**TASK OBJECTIVE**: What is the number of lines in the data that contain "dropped"? Respond with nothing else.

-- RECORDS TO USE follows --

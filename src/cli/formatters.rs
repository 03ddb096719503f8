//! Terminal tables for the computed series
//!
//! Formatters take already computed and windowed data and only render it.
//! Amounts are rounded here, never in the engine.

use colored::Colorize;
use rust_decimal::Decimal;
use std::collections::BTreeMap;
use tabled::{
    settings::{object::Columns, Alignment, Style},
    Table, Tabled,
};

use crate::importers::ValidationIssue;
use crate::models::{Month, MonthlyInvestmentData, MonthlyReturnData};
use crate::reports::{
    summarize_profit, AssetDistribution, DepositPosition, DepositStatus, MetalMonth, OverallMonth,
};
use crate::utils::{format_amount_with, format_percent, format_ratio_as_percent};

/// Green for gains, red for losses
fn signed(text: String, value: Decimal) -> String {
    if value >= Decimal::ZERO {
        text.green().to_string()
    } else {
        text.red().to_string()
    }
}

fn signed_amount(value: Decimal, decimals: u32) -> String {
    signed(format_amount_with(value, decimals, 0), value)
}

fn render(table: &mut Table, numeric_from: usize) -> String {
    table.with(Style::modern());
    table.modify(Columns::new(numeric_from..), Alignment::right());
    table.to_string()
}

fn section(title: &str) -> String {
    format!("\n{} {}\n\n", "📈".cyan().bold(), title.bold())
}

#[derive(Tabled)]
struct ProfitRow {
    #[tabled(rename = "Month")]
    month: String,
    #[tabled(rename = "Profit")]
    profit: String,
    #[tabled(rename = "Investment")]
    investment: String,
    #[tabled(rename = "ROI")]
    roi: String,
}

fn profit_rows(series: &[MonthlyInvestmentData], decimals: u32) -> Vec<ProfitRow> {
    series
        .iter()
        .map(|e| ProfitRow {
            month: e.month.to_string(),
            profit: signed_amount(e.profit, decimals),
            investment: format_amount_with(e.investment, decimals, 0),
            roi: signed(format_ratio_as_percent(e.roi, decimals), e.roi),
        })
        .collect()
}

fn profit_summary(series: &[MonthlyInvestmentData], decimals: u32) -> String {
    let summary = summarize_profit(series);
    format!(
        "\n{:<20} {}\n{:<20} {}\n{:<20} {}\n",
        "Total Profit:".bold(),
        signed_amount(summary.total_profit, decimals),
        "Total Investment:".bold(),
        format_amount_with(summary.total_investment, decimals, 0),
        "ROI:".bold(),
        signed(format_ratio_as_percent(summary.roi, decimals), summary.roi),
    )
}

/// Aggregate monthly profit table with totals
pub fn format_profit_table(series: &[MonthlyInvestmentData], decimals: u32) -> String {
    if series.is_empty() {
        return format_empty("No profit entries in range");
    }
    let mut output = section("Monthly Profit");
    output.push_str(&render(&mut Table::new(profit_rows(series, decimals)), 1));
    output.push('\n');
    output.push_str(&profit_summary(series, decimals));
    output
}

/// One profit table per account
pub fn format_profit_by_account(
    series: &BTreeMap<String, Vec<MonthlyInvestmentData>>,
    decimals: u32,
) -> String {
    if series.is_empty() {
        return format_empty("No profit entries in range");
    }
    let mut output = String::new();
    for (account, entries) in series {
        output.push_str(&section(&format!("Monthly Profit - {}", account)));
        output.push_str(&render(&mut Table::new(profit_rows(entries, decimals)), 1));
        output.push('\n');
        output.push_str(&profit_summary(entries, decimals));
    }
    output
}

#[derive(Tabled)]
struct ReturnRow {
    #[tabled(rename = "Month")]
    month: String,
    #[tabled(rename = "Profit")]
    profit: String,
    #[tabled(rename = "Investment")]
    investment: String,
    #[tabled(rename = "Previous Value")]
    previous: String,
    #[tabled(rename = "Return %")]
    rate: String,
}

fn return_rows(series: &[MonthlyReturnData], decimals: u32) -> Vec<ReturnRow> {
    series
        .iter()
        .map(|e| ReturnRow {
            month: e.month.to_string(),
            profit: signed_amount(e.profit, decimals),
            investment: format_amount_with(e.investment, decimals, 0),
            previous: format_amount_with(e.previous_snapshot_value, decimals, 0),
            rate: signed(format_percent(e.return_rate, decimals), e.return_rate),
        })
        .collect()
}

pub fn format_returns_table(series: &[MonthlyReturnData], decimals: u32) -> String {
    if series.is_empty() {
        return format_empty("No return entries in range");
    }
    let mut output = section("Monthly Return Rate");
    output.push_str(&render(&mut Table::new(return_rows(series, decimals)), 1));
    output.push('\n');
    output
}

pub fn format_returns_by_account(
    series: &BTreeMap<String, Vec<MonthlyReturnData>>,
    decimals: u32,
) -> String {
    if series.is_empty() {
        return format_empty("No return entries in range");
    }
    let mut output = String::new();
    for (account, entries) in series {
        output.push_str(&section(&format!("Monthly Return Rate - {}", account)));
        output.push_str(&render(&mut Table::new(return_rows(entries, decimals)), 1));
        output.push('\n');
    }
    output
}

pub fn format_overall_table(series: &[OverallMonth], decimals: u32) -> String {
    if series.is_empty() {
        return format_empty("No entries in range");
    }

    #[derive(Tabled)]
    struct OverallRow {
        #[tabled(rename = "Month")]
        month: String,
        #[tabled(rename = "Ordinary")]
        ordinary: String,
        #[tabled(rename = "Deposits")]
        deposits: String,
        #[tabled(rename = "Metals")]
        metals: String,
        #[tabled(rename = "Profit")]
        profit: String,
        #[tabled(rename = "Investment")]
        investment: String,
        #[tabled(rename = "Baseline")]
        baseline: String,
        #[tabled(rename = "Return %")]
        rate: String,
    }

    let rows: Vec<OverallRow> = series
        .iter()
        .map(|e| OverallRow {
            month: e.month.to_string(),
            ordinary: format_amount_with(e.ordinary_profit, decimals, 0),
            deposits: format_amount_with(e.deposit_profit, decimals, 0),
            metals: format_amount_with(e.metal_profit, decimals, 0),
            profit: signed_amount(e.profit, decimals),
            investment: format_amount_with(e.investment, decimals, 0),
            baseline: format_amount_with(e.previous_value, decimals, 0),
            rate: signed(format_percent(e.return_rate, decimals), e.return_rate),
        })
        .collect();

    let mut output = section("Overall Return Rate");
    output.push_str(&render(&mut Table::new(rows), 1));
    output.push('\n');
    output
}

pub fn format_metals_table(series: &BTreeMap<String, Vec<MetalMonth>>, decimals: u32) -> String {
    if series.is_empty() {
        return format_empty("No priced metal months in range");
    }

    #[derive(Tabled)]
    struct MetalRow {
        #[tabled(rename = "Month")]
        month: String,
        #[tabled(rename = "Grams")]
        grams: String,
        #[tabled(rename = "Market Value")]
        value: String,
        #[tabled(rename = "Profit")]
        profit: String,
        #[tabled(rename = "Lifetime Profit")]
        lifetime: String,
    }

    let mut output = String::new();
    for (metal, entries) in series {
        let rows: Vec<MetalRow> = entries
            .iter()
            .map(|e| MetalRow {
                month: e.month.to_string(),
                grams: format_amount_with(e.grams, decimals, 0),
                value: format_amount_with(e.market_value, decimals, 0),
                profit: signed_amount(e.profit, decimals),
                lifetime: signed_amount(e.cumulative_profit, decimals),
            })
            .collect();
        output.push_str(&section(&format!("Metal - {}", metal)));
        output.push_str(&render(&mut Table::new(rows), 1));
        output.push('\n');
    }
    output
}

pub fn format_deposits_table(positions: &[DepositPosition], at: Month, decimals: u32) -> String {
    if positions.is_empty() {
        return format_empty("No time deposits found");
    }

    #[derive(Tabled)]
    struct DepositRow {
        #[tabled(rename = "Id")]
        id: String,
        #[tabled(rename = "Account")]
        account: String,
        #[tabled(rename = "Start")]
        start: String,
        #[tabled(rename = "Maturity")]
        maturity: String,
        #[tabled(rename = "Status")]
        status: String,
        #[tabled(rename = "Principal")]
        principal: String,
        #[tabled(rename = "Rate")]
        rate: String,
        #[tabled(rename = "Monthly")]
        monthly: String,
        #[tabled(rename = "Accrued")]
        accrued: String,
        #[tabled(rename = "Value")]
        value: String,
    }

    let rows: Vec<DepositRow> = positions
        .iter()
        .map(|p| DepositRow {
            id: p.deposit.id.clone(),
            account: p.deposit.account.clone(),
            start: p.deposit.start.to_string(),
            maturity: p.maturity.to_string(),
            status: match p.status {
                DepositStatus::NotStarted => "not started".bright_black().to_string(),
                DepositStatus::Accruing => "accruing".green().to_string(),
                DepositStatus::Matured => "matured".yellow().to_string(),
            },
            principal: format_amount_with(p.deposit.principal, decimals, 0),
            rate: format_percent(p.deposit.annual_rate, decimals),
            monthly: format_amount_with(p.monthly_interest, decimals, 0),
            accrued: format_amount_with(p.accrued_interest, decimals, 0),
            value: format_amount_with(p.value, decimals, 0),
        })
        .collect();

    let total: Decimal = positions.iter().map(|p| p.value).sum();
    let mut output = section(&format!("Time Deposits at {}", at));
    output.push_str(&render(&mut Table::new(rows), 5));
    output.push_str(&format!(
        "\n\n{:<20} {}\n",
        "Total Value:".bold(),
        format_amount_with(total, decimals, 0)
    ));
    output
}

pub fn format_distribution_table(distribution: &AssetDistribution, decimals: u32) -> String {
    if distribution.slices.is_empty() {
        return format_empty(&format!("Nothing held at {}", distribution.month));
    }

    #[derive(Tabled)]
    struct SliceRow {
        #[tabled(rename = "Asset")]
        label: String,
        #[tabled(rename = "Value")]
        value: String,
        #[tabled(rename = "Share")]
        share: String,
    }

    let rows: Vec<SliceRow> = distribution
        .slices
        .iter()
        .map(|s| SliceRow {
            label: s.label.clone(),
            value: format_amount_with(s.value, decimals, 0),
            share: format_percent(s.share_pct, decimals),
        })
        .collect();

    let mut output = section(&format!("Asset Distribution at {}", distribution.month));
    output.push_str(&render(&mut Table::new(rows), 1));
    output.push_str(&format!(
        "\n\n{:<20} {}\n",
        "Total:".bold(),
        format_amount_with(distribution.total, decimals, 0)
    ));
    output
}

pub fn format_issues_table(issues: &[ValidationIssue]) -> String {
    if issues.is_empty() {
        return format!("{} No validation issues found\n", "✓".green().bold());
    }

    #[derive(Tabled)]
    struct IssueRow {
        #[tabled(rename = "Record")]
        record: String,
        #[tabled(rename = "Field")]
        field: String,
        #[tabled(rename = "Value")]
        value: String,
        #[tabled(rename = "Issue")]
        reason: String,
        #[tabled(rename = "Action")]
        action: String,
    }

    let rows: Vec<IssueRow> = issues
        .iter()
        .map(|i| IssueRow {
            record: i.record_id.clone(),
            field: i.field.clone(),
            value: i.value.clone(),
            reason: match &i.suggestion {
                Some(s) => format!("{} ({})", i.reason, s),
                None => i.reason.clone(),
            },
            action: if i.dropped {
                "dropped".red().to_string()
            } else {
                "kept".yellow().to_string()
            },
        })
        .collect();

    let mut table = Table::new(rows);
    table.with(Style::modern());
    format!(
        "\n{} {} validation issue(s)\n\n{}\n",
        "⚠".yellow().bold(),
        issues.len(),
        table
    )
}

/// Friendly message for an empty result
pub fn format_empty(message: &str) -> String {
    format!("{} {}\n", "ℹ".blue().bold(), message)
}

-- RECORDS TO USE concluded --

**REPLY**: 2